→ **Aim of the exercise**
Those lines of the records that contain "ProductCatalog" are to be located and copied.

→ **Excerpted records**
========================================
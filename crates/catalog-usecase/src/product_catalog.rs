//! ProductCatalog - Product management over an injected repository
//!
//! The catalog only knows the `Repository` port. The adapter is chosen by
//! whoever builds it (see the app crate's wiring).

use catalog_domain::model::product::{Product, ProductId};
use catalog_domain::repository::entity_repository::{Repository, RepositoryError};
use tracing::{debug, info};

/// Application service for products
pub struct ProductCatalog {
    repository: Box<dyn Repository<Product>>,
}

impl ProductCatalog {
    pub fn new(repository: Box<dyn Repository<Product>>) -> Self {
        Self { repository }
    }

    pub fn add_product(&mut self, product: Product) -> Result<(), RepositoryError> {
        let id = product.id();
        self.repository.add(product)?;
        info!(%id, "product added");
        Ok(())
    }

    /// All products in insertion order
    pub fn products(&self) -> Vec<Product> {
        self.repository.get_all().cloned().collect()
    }

    pub fn product(&self, id: ProductId) -> Result<Product, RepositoryError> {
        self.repository.get_by_id(id).cloned()
    }

    pub fn rename_product(
        &mut self,
        id: ProductId,
        name: impl Into<String>,
    ) -> Result<(), RepositoryError> {
        let name = name.into();
        self.repository.get_by_id_mut(id)?.set_name(name.as_str());
        info!(%id, %name, "product renamed");
        Ok(())
    }

    /// Remove a product. Absent ids are ignored; returns whether anything
    /// was removed.
    pub fn remove_product(&mut self, id: ProductId) -> Result<bool, RepositoryError> {
        if !self.repository.contains(id) {
            debug!(%id, "remove skipped, product not stored");
            return Ok(false);
        }
        self.repository.remove(id)?;
        info!(%id, "product removed");
        Ok(true)
    }

    pub fn count(&self) -> usize {
        self.repository.len()
    }
}

impl core::fmt::Debug for ProductCatalog {
    fn fmt(&self, f: &mut core::fmt::Formatter<'_>) -> core::fmt::Result {
        f.debug_struct("ProductCatalog")
            .field("count", &self.count())
            .finish()
    }
}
========================================
→ **Exercise response**
//! ProductCatalog - Product management over an injected repository
pub struct ProductCatalog {
impl ProductCatalog {
impl core::fmt::Debug for ProductCatalog {
        f.debug_struct("ProductCatalog")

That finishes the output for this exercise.